Saben que pocas cosas atraen tanto a los clientes. Para muchos, el calor, la palidez o, simplemente, el agobio se cura con un refresco al aire libre. Por eso, los hosteleros cada vez son más exigentes al cuidar uno de sus bienes más preciados: las terrazas. La mayoría aplaude las nueva medida adoptada por el Ayuntamiento: este año, los bares podrán sacar las mesas a la calle durante un mes más. La licencia de mayor duración comprende, en esta ocasión, siete meses: desde el 1 de abril -otros años comenzaba en mayo- hasta el 31 de octubre. Sin embargo, piden más.
«Es muy sencillo: cuantos más meses, mejor», resume Concepción Suárez, propietaria de La Corte, El Pelayo y El Colonial. Concha renueva cada año los permisos para colocar sus tres terrazas, de entre 30 y 40 metros cada una. «Los precios por metro cuadrado son caros, y más en la zona donde yo tengo los locales. Pero puede amortizarse perfectamente siempre y cuando venga buen tiempo», señala sacando a la luz la mayor preocupación de los hosteleros.

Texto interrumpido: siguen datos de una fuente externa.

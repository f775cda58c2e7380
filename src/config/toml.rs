//! TOML configuration file parsing.
//!
//! Defines the structure of the configuration file with serde.

use std::collections::HashMap;
use std::path::Path;

use serde::Deserialize;

use super::ConfigError;

/// Root configuration structure from TOML file.
///
/// All fields are optional to allow partial configuration
/// that can be merged with CLI arguments.
#[derive(Debug, Default, Deserialize)]
#[serde(deny_unknown_fields)]
pub struct TomlConfig {
    /// Notification configuration section
    #[serde(default)]
    pub notify: NotifySection,

    /// Address lookup configuration
    #[serde(default)]
    pub resolver: ResolverSection,

    /// Connectivity probe configuration
    #[serde(default)]
    pub probe: ProbeSection,

    /// Monitoring configuration
    #[serde(default)]
    pub monitor: MonitorSection,
}

/// Notification configuration section.
#[derive(Debug, Default, Deserialize)]
#[serde(deny_unknown_fields)]
pub struct NotifySection {
    /// Webhook URL
    pub url: Option<String>,

    /// Who is told about address changes
    pub recipient: Option<String>,

    /// HTTP method (default: POST)
    pub method: Option<String>,

    /// HTTP headers as key-value pairs
    #[serde(default)]
    pub headers: HashMap<String, String>,

    /// Bearer token for Authorization header
    pub bearer: Option<String>,

    /// Handlebars body template
    pub body_template: Option<String>,
}

/// Address lookup configuration section.
#[derive(Debug, Default, Deserialize)]
#[serde(deny_unknown_fields)]
pub struct ResolverSection {
    /// Lookup endpoints in fallback order
    pub endpoints: Option<Vec<String>>,
}

/// Connectivity probe configuration section.
#[derive(Debug, Default, Deserialize)]
#[serde(deny_unknown_fields)]
pub struct ProbeSection {
    /// Probe target URL
    pub url: Option<String>,
}

/// Monitoring configuration section.
#[derive(Debug, Default, Deserialize)]
#[serde(deny_unknown_fields)]
pub struct MonitorSection {
    /// Polling interval in seconds
    pub poll_interval: Option<u64>,

    /// Probe and lookup request timeout in seconds
    pub timeout: Option<u64>,
}

impl TomlConfig {
    /// Loads configuration from a TOML file.
    ///
    /// # Errors
    ///
    /// Returns an error if the file cannot be read or parsed.
    pub fn load(path: &Path) -> Result<Self, ConfigError> {
        let content = std::fs::read_to_string(path).map_err(|e| ConfigError::FileRead {
            path: path.to_path_buf(),
            source: e,
        })?;

        Self::parse(&content)
    }

    /// Parses configuration from a TOML string.
    ///
    /// # Errors
    ///
    /// Returns an error if the TOML is invalid.
    pub fn parse(content: &str) -> Result<Self, ConfigError> {
        toml::from_str(content).map_err(ConfigError::from)
    }
}

/// Generates a default configuration file with comments.
#[must_use]
pub fn default_config_template() -> String {
    r#"# ipwatch Configuration File

[notify]
# Webhook URL that receives change notifications (required)
# url = "https://mail.example.com/api/send"

# Recipient of change notifications (required)
# recipient = "ops@example.com"

# HTTP method (default: POST, can be overridden by --method CLI flag)
# method = "POST"

# HTTP headers
# [notify.headers]
# X-Custom-Header = "value"

# Bearer token for Authorization header
# bearer = "your-token-here"

# Handlebars body template (default: JSON notification)
# Available variables: {{recipient}}, {{address}}, {{subject}}, {{message}}, {{timestamp}}
# body_template = '{"to": "{{recipient}}", "text": "{{message}}"}'

[resolver]
# Lookup endpoints, tried in order until one returns a valid IPv4 address
# Note: CLI --endpoint values REPLACE this list entirely (not merged)
endpoints = [
    "https://api.ipify.org",
    "https://ifconfig.me/ip",
    "https://ipecho.net/plain",
    "https://checkip.amazonaws.com",
]

[probe]
# URL used to check internet connectivity before each lookup
# url = "https://www.google.com"

[monitor]
# Polling interval in seconds (default: 10)
poll_interval = 10

# Timeout in seconds for probe and lookup requests (default: 5)
# timeout = 5
"#
    .to_string()
}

Como muchos, piensa que «debido a las características de la región, deberíamos poder aprovechar todos los días del año que hace sol. Eso sí, ajustando los precios: con una tarifa de verano y otra, más barata, de invierno». Aún así, considera un avance, que era «imprescindible», el aumento de la licencia: «Era absurdo que hubiese años en los que no pudiésemos poner la terraza durante Semana Santa».
Agradece, también, otra medida municipal gracias a la cual el pago se ciñe sólo a los meses que, dentro del periodo marcado, solicite el empresario, «aunque a mí no me influya mucho, porque siempre los cojo todos».
Concha coincide con Iván Iglesias, dueño del Café del Valle, en la necesidad de «hacer cumplir con mucho más rigor la normativa. Tú das un paseo y te encuentras con terrazas fuera de temporada y sin respetar ninguna de las directrices que nos marcan».
A Iglesias, que cree firmemente en «las terrazas como atractivo turístico y dinamizador de las calles», no le gustan «aquellos bares que tienen la mesa de Coca-Cola, la silla de Fanta y la sombrilla de Mahou, porque el turista de Oviedo busca cierta calidad estética».
Nueva ordenanza
Para ello, estaba previsto que este año entrase en vigor una nueva ordenanza municipal, con el objetivo de homogeneizar el mobiliario de los distintos locales. En su lugar, se ha añadido una disposición en la convocatoria que advierte de que «no se puede romper la armonía con los edificios colindantes». Punto. No obstante, en la Asociación de Hostelería continúa siendo una prioridad: «A pesar de que finalmente este año se haya prorrogado la normativa de 2005, esperamos que muy pronto, después del verano, podamos desarrollar un trabajo conjunto con el Ayuntamiento para elaborar una nueva regulación», explicó su presidente, Alfredo García Quintana.
Concha e Iván esperan el nuevo texto, pero piden, eso sí, «que no pase como con lo del tabaco, que haces las obras y pierdes tú, porque estás rodeado de locales donde se incumple. Si se hace, que lo lleven a rajatabla».